Ante esta realidad, lo que comprobamos al mirar a nuestro derredor, es la falta de vocaciones que sufre la Iglesia, sobre todo en los países ricos. Una circunstancia que nos interroga y nos cuestiona a todos, pero que poco hacemos por remediarla.
En la sociedad del bienestar, donde intentan sacar a Dios de nuestra vida, no puede extrañarnos lo que comprobamos. La auténtica vocación brota de un encuentro con el Señor y, ciertamente, no vivimos en una época donde proliferen tales encuentros.
Es verdad que se multiplican las reuniones, los mensajes, los WhatsApp, las comidas y cenas de trabajo… pero los encuentros con el Señor… eso, ya es otra cosa.

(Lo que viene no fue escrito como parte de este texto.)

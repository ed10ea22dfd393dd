//! Shared fixtures for the integration suites.

#![allow(dead_code)]

use atomic_odm::{Document, Entity, InMemoryStore, Session};
use serde_json::{Map, Value};

#[derive(Debug, Default, Document)]
#[document(collection = "artists", database = "music")]
pub struct Artist {
    pub entity: Entity,
}

impl Artist {
    pub fn named(name: &str) -> Self {
        let mut artist = Artist::default();
        artist.entity.assign("name", name).expect("assign name");
        artist
    }

    pub fn get(&self, path: &str) -> Option<&Value> {
        self.entity.get(path)
    }
}

/// Collection name comes from the struct name; entity lives in a marked field.
#[derive(Debug, Default, Document)]
#[document(database = "music", client = "default")]
pub struct Band {
    #[document(entity)]
    pub record: Entity,
}

/// An artist that has already been inserted.
pub fn saved_artist<S: atomic_odm::DocumentStore>(session: &mut Session<S>, name: &str) -> Artist {
    let mut artist = Artist::named(name);
    session.save(&mut artist).expect("save artist");
    artist
}

pub fn session() -> Session<InMemoryStore> {
    init_tracing();
    Session::new(InMemoryStore::new())
}

pub fn object(value: Value) -> Map<String, Value> {
    value.as_object().cloned().expect("json object")
}

pub fn init_tracing() {
    let _ = tracing_subscriber::fmt()
        .with_env_filter(tracing_subscriber::EnvFilter::from_default_env())
        .with_test_writer()
        .try_init();
}
//! Dot-separated field paths over JSON documents.
//!
//! `"address.city"` addresses a nested object field; numeric segments
//! (`"tags.0"`) address array elements.

use serde_json::{Map, Value};

fn segments(path: &str) -> impl Iterator<Item = &str> {
    path.split('.')
}

/// True when `a` and `b` address the same value or one contains the other.
pub fn overlaps(a: &str, b: &str) -> bool {
    a == b || is_ancestor(a, b) || is_ancestor(b, a)
}

/// True when `ancestor` is a strict prefix of `path` at a segment boundary.
pub fn is_ancestor(ancestor: &str, path: &str) -> bool {
    path.len() > ancestor.len()
        && path.starts_with(ancestor)
        && path.as_bytes()[ancestor.len()] == b'.'
}

pub fn get<'a>(fields: &'a Map<String, Value>, path: &str) -> Option<&'a Value> {
    let mut parts = segments(path);
    let mut current = fields.get(parts.next()?)?;
    for part in parts {
        current = child(current, part)?;
    }
    Some(current)
}

fn child<'a>(value: &'a Value, part: &str) -> Option<&'a Value> {
    match value {
        Value::Object(map) => map.get(part),
        Value::Array(items) => items.get(part.parse::<usize>().ok()?),
        _ => None,
    }
}

fn child_mut<'a>(value: &'a mut Value, part: &str) -> Option<&'a mut Value> {
    match value {
        Value::Object(map) => map.get_mut(part),
        Value::Array(items) => items.get_mut(part.parse::<usize>().ok()?),
        _ => None,
    }
}

pub fn get_mut<'a>(fields: &'a mut Map<String, Value>, path: &str) -> Option<&'a mut Value> {
    let mut parts = segments(path);
    let mut current = fields.get_mut(parts.next()?)?;
    for part in parts {
        current = child_mut(current, part)?;
    }
    Some(current)
}

/// Write `value` at `path`, creating intermediate objects as needed.
///
/// Returns `Err` with the blocking path prefix when an intermediate value is
/// a scalar (or an array indexed out of bounds).
pub fn set(fields: &mut Map<String, Value>, path: &str, value: Value) -> Result<Option<Value>, String> {
    let (parent, last) = match path.rsplit_once('.') {
        Some((parent, last)) => (Some(parent), last),
        None => (None, path),
    };

    let container = match parent {
        None => return Ok(fields.insert(last.to_string(), value)),
        Some(parent) => ensure_container(fields, parent)?,
    };

    match container {
        Value::Object(map) => Ok(map.insert(last.to_string(), value)),
        Value::Array(items) => {
            let index = last
                .parse::<usize>()
                .map_err(|_| format!("`{}` is not an array index", last))?;
            if index < items.len() {
                Ok(Some(std::mem::replace(&mut items[index], value)))
            } else if index == items.len() {
                items.push(value);
                Ok(None)
            } else {
                Err(format!("index {} is out of bounds", index))
            }
        }
        _ => Err(format!("`{}` is not a document", parent.unwrap_or_default())),
    }
}

fn ensure_container<'a>(fields: &'a mut Map<String, Value>, path: &str) -> Result<&'a mut Value, String> {
    let mut parts = segments(path);
    let first = parts.next().unwrap_or_default();
    let mut current = fields
        .entry(first.to_string())
        .or_insert_with(|| Value::Object(Map::new()));

    let mut walked = first.to_string();
    for part in parts {
        walked.push('.');
        walked.push_str(part);
        let parent = current;
        current = match parent {
            Value::Object(map) => map
                .entry(part.to_string())
                .or_insert_with(|| Value::Object(Map::new())),
            Value::Array(items) => {
                let index = part
                    .parse::<usize>()
                    .map_err(|_| format!("`{}` is not an array index", walked))?;
                items
                    .get_mut(index)
                    .ok_or_else(|| format!("index {} is out of bounds", index))?
            }
            _ => return Err(format!("`{}` is not a document", walked)),
        };
    }
    Ok(current)
}

/// Remove the value at `path`. Array elements are removed by index.
pub fn remove(fields: &mut Map<String, Value>, path: &str) -> Option<Value> {
    match path.rsplit_once('.') {
        None => fields.shift_remove(path),
        Some((parent, last)) => match get_mut(fields, parent)? {
            Value::Object(map) => map.shift_remove(last),
            Value::Array(items) => {
                let index = last.parse::<usize>().ok()?;
                (index < items.len()).then(|| items.remove(index))
            }
            _ => None,
        },
    }
}

/// Restore `path` to `value`, removing it when `value` is `None`.
pub fn restore(fields: &mut Map<String, Value>, path: &str, value: Option<Value>) {
    match value {
        Some(value) => {
            let _ = set(fields, path, value);
        }
        None => {
            remove(fields, path);
        }
    }
}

Estamos esperando que Dios entre en la técnica moderna, para poder conectar con la juventud de hoy. Somos incapaces de darnos cuenta de que, lo que a Dios le gusta es el encuentro personal; sin pantalla por medio. Le gustan las miradas profundas, las palabras cálidas, los silencios prolongados… difícil cuestión para los que vivimos sumergidos en los grandes proyectos y el ruido estridente.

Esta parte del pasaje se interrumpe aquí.